Did Bulter trip Lockette?

7:55 | 4th qtr. NBC analyst Cris Collinsworth said that Patriots cornerback Malcom Butler “got away with it.” Seahawks receiver Ricardo Lockette stumbled while running a slant route after Butler fell behind him; the pass fell incomplete. Collinsworth felt that Butler reached out to trip him and should have been assessed a pass interference penalty. Absent the replay and making the call in real time, the covering official will consider it inadvertent contact unless there is an obvious deliberate action. If a player can mask his intentions to snare the receiver while falling, then they will often “get away with it.” Watching the replay a few times, it does not appear that Butler makes any reach toward Lockette that would be inconsistent with a player bracing for a fall. Stepping through it frame by frame, Lockette’s left foot seems to contact Butler’s facemask, and when that same foot comes forward, Lockette’s ankle rolls which starts the obvious stumbling of the receiver to the ground. The call in real time would never be expected to go to such granular detail — but the evidence bears out that the correct call was made.
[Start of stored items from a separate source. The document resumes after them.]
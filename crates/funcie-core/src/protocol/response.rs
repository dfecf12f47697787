//! Responses: the single result correlated to a message id.

use chrono::{DateTime, SubsecRound, Utc};
use serde::de::DeserializeOwned;
use serde::{Deserialize, Serialize};

use super::payload::RawPayload;
use crate::error::{FuncieError, ProxyError, Result};

/// A response whose success data is typed as `D`.
///
/// At most one of `data` and `error` is set. Neither set is a deliberate
/// empty success.
#[derive(Debug, Clone, PartialEq, Serialize, Deserialize)]
pub struct ResponseBase<D> {
    pub id: String,
    #[serde(skip_serializing_if = "Option::is_none")]
    pub data: Option<D>,
    #[serde(default, skip_serializing_if = "Option::is_none")]
    pub error: Option<ProxyError>,
    pub received: DateTime<Utc>,
}

/// A response with opaque data, as carried on the wire.
pub type Response = ResponseBase<RawPayload>;

impl<D> ResponseBase<D> {
    /// Build a response. An error always wins over data.
    pub fn new(id: impl Into<String>, data: Option<D>, error: Option<ProxyError>) -> Self {
        let data = if error.is_some() { None } else { data };
        Self {
            id: id.into(),
            data,
            error,
            received: Utc::now().trunc_subsecs(3),
        }
    }

    pub fn success(id: impl Into<String>, data: D) -> Self {
        Self::new(id, Some(data), None)
    }

    pub fn failure(id: impl Into<String>, error: ProxyError) -> Self {
        Self::new(id, None, Some(error))
    }

    /// Proxied error, if any, as a local error value.
    pub fn into_result(self) -> Result<Option<D>> {
        match self.error {
            Some(err) => Err(FuncieError::Proxied(err)),
            None => Ok(self.data),
        }
    }
}

impl<D: Serialize> ResponseBase<D> {
    pub fn marshal(&self) -> Result<Response> {
        let data = self
            .data
            .as_ref()
            .map(RawPayload::encode)
            .transpose()
            .map_err(|e| e.wrap(format!("marshal data of response {}", self.id)))?;
        Ok(ResponseBase {
            id: self.id.clone(),
            data,
            error: self.error.clone(),
            received: self.received,
        })
    }
}

impl Response {
    pub fn unmarshal<D: DeserializeOwned>(&self) -> Result<ResponseBase<D>> {
        let data = self
            .data
            .as_ref()
            .map(|raw| {
                serde_json::from_str(raw.as_str()).map_err(|e| {
                    FuncieError::serialization(format!("unmarshal data of response {}", self.id), e)
                })
            })
            .transpose()?;
        Ok(ResponseBase {
            id: self.id.clone(),
            data,
            error: self.error.clone(),
            received: self.received,
        })
    }

    pub fn to_json(&self) -> Result<String> {
        serde_json::to_string(self)
            .map_err(|e| FuncieError::serialization(format!("marshal response {}", self.id), e))
    }

    pub fn from_slice(bytes: &[u8]) -> Result<Self> {
        serde_json::from_slice(bytes).map_err(|e| FuncieError::serialization("unmarshal response", e))
    }
}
Defenseless protection on Edelman

chancellor edelman defenseless10:58 | 4th qtr. Patriots receiver Julian Edelman completed a catch and was hit hard by Seahawks strong safety Kam Chancellor. Edelman got up and ran downfield, but he was ruled down by contact at the Patriots 49-yard line after a brief discussion by the crew. The contact was fairly violent, but is it a foul? Because Edelman has just completed a pass and is transitioning to a runner, he does get the protections afforded to players in one of the 10 defined defenseless postures. This protects him from forcible blows to the head or neck area. The live camera angle was not very clear where the contact was targeted. There were two isolated replay angles to see the play, and both had the actual point of contact obscured by someone’s body. It is inconclusive if there was an illegal helmet-to-helmet hit on Edelman. The end zone view on the coaches film feature of NFL Game Rewind shows that Chancellor likely went shoulder-to-shoulder with Edelman in an attempt to separate Edelman from the ball. This is a legal hit, although it is still inconclusive if there was contact to the helmet. It appears this was the right call without anything to refute it. As for allowing the play to continue after it was dead, all of the covering officials were correct to hold on their whistle. Once it is clear that all the covering officials ruled down by contact, absent some very obvious evidence, then the play can be whistled dead without running the risk of wiping out any advance by Edelman. This is an accepted officiating mechanic in the NFL.

Kearse’s circus catch

1:14 | 4th qtr. | video. The play that everyone was going to be talking about turned out not to be the play everyone was talking about. Seahawks receiver Jermaine Kearse never lost concentration on the ball to make a spectacular reception. (Side judge Tom Hill also did not lose concentration either, as seen in our photo gallery.) When Kearse caught the ball, he was able to get up and gain an extra yard before going out of bounds, because he was not ruled down by contact. Kearse was on the ground due to defensive contact, but he did not have possession of the ball (completing the process of the catch) at that point. The defensive contact must follow the completion in order to rule a dead ball. The Seahawks had to take a timeout before the next snap because their play call was not ready. There was nothing irregular about the 40-second clock restarting after the reception, and the timeout wasted Kearse’s extra effort to get out of bounds to stop the clock.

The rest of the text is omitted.